B0693
Title: A data adaptive rank-based procedure for assessing reproducibility of high-throughput experiments
Authors: Wen Zhou - New York University (United States) [presenting]
Debashis Ghosh - University of Colorado Anschutz Medical Campus (United States)
Austin Ellingworth - Colorado State University (United States)
Abstract: Reproducibility guarantees the consistency and validity of experimental findings, while the lack of which can lead to negative and even catastrophic effects on scientific discovery. In high-throughput studies, reproducibility has often been identified as hypotheses with coinciding test results across different experiments. The maximum rank statistic (MaRR) was introduced to identify reproducible hypotheses based on the agreement of test results across experiments. Regardless of its empirical success, the theoretical guarantees of MaRR remain largely unknown. We carefully investigate MaRR which lends it to quantifying reproducibility in high-throughput studies.

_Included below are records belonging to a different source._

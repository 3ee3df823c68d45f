use serde::{Deserialize, Serialize};

#[derive(Debug, Deserialize)]
pub struct Login {
    pub username: String,
    pub password: String,
}

#[derive(Debug, Deserialize)]
pub struct Registration {
    pub username: String,
    pub password: String,
}

#[derive(Debug, Deserialize)]
#[serde(rename_all = "camelCase")]
pub struct ChangePassword {
    pub current_password: String,
    pub new_password: String,
}

#[derive(Debug, Serialize)]
pub struct Message {
    pub msg: &'static str,
}

impl Message {
    #[must_use]
    pub const fn new(msg: &'static str) -> Self {
        Self { msg }
    }
}
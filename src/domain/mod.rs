pub mod auth;
pub mod session;
pub mod user;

We also develop a novel data adaptive rank-based statistic that balances the signal strength of a hypothesis and its variation across experiments. Based on the new statistic, we design a procedure to assess reproducibility with marginal false discovery rate (mFDR) control. By inspecting the rejection region, we show that the new procedure dominates the original MaRR statistic with superior power. We also present a revealing phase transition phenomenon of our procedure using the bivariate Gaussian canonical model. Using comprehensive simulations, we demonstrate the finite sample performance of our method, which corroborates the theoretical findings.